▶ **Collected data**:
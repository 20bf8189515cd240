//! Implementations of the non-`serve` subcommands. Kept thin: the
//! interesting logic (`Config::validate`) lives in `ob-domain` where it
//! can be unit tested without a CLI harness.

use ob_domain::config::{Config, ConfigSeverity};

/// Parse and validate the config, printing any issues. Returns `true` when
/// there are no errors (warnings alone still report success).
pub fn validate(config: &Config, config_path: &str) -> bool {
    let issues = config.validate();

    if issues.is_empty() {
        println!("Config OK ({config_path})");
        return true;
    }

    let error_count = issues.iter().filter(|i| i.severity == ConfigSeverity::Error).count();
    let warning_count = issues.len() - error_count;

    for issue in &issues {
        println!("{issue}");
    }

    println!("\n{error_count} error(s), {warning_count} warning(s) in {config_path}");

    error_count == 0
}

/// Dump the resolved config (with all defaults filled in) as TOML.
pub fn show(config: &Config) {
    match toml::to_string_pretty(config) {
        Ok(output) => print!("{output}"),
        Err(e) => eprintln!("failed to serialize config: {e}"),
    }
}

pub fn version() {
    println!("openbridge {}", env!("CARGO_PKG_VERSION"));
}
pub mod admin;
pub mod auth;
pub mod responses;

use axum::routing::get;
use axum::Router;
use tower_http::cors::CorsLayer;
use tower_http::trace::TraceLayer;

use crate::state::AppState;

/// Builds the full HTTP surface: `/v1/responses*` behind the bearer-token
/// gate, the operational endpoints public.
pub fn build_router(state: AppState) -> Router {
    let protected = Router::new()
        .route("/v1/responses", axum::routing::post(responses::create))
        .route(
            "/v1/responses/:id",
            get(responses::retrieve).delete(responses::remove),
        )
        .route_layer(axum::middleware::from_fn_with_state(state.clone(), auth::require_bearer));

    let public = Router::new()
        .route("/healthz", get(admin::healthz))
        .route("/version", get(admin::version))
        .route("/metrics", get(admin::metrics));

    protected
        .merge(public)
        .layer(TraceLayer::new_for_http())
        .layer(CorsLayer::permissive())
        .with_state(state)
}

...

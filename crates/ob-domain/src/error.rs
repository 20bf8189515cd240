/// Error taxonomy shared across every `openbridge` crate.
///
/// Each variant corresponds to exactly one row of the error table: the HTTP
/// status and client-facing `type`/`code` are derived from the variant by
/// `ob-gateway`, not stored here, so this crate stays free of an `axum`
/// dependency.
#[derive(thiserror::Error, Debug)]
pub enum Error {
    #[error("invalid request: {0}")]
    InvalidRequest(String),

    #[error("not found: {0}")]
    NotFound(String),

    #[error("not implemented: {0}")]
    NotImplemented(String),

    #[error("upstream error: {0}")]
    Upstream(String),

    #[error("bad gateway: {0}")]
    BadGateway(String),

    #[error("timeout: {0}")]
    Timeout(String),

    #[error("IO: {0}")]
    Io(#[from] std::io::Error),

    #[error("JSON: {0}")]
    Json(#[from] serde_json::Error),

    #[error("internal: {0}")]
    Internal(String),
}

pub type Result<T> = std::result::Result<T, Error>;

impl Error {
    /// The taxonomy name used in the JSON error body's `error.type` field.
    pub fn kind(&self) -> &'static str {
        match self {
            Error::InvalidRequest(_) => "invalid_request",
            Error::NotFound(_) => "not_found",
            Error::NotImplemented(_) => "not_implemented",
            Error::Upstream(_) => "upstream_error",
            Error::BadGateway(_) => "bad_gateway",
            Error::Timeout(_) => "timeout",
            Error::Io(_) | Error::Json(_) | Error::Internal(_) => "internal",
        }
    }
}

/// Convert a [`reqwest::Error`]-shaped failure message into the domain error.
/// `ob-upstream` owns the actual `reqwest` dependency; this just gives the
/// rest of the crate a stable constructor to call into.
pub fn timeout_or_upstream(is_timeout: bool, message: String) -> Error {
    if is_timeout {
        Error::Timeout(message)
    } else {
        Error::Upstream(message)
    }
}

▶ **WHAT IS BEING ASKED**:
Within the data above, pick out all lines holding the word "reqwest".

▶ **ANSWER TO THIS TASK**:
/// Convert a [`reqwest::Error`]-shaped failure message into the domain error.
/// `ob-upstream` owns the actual `reqwest` dependency; this just gives the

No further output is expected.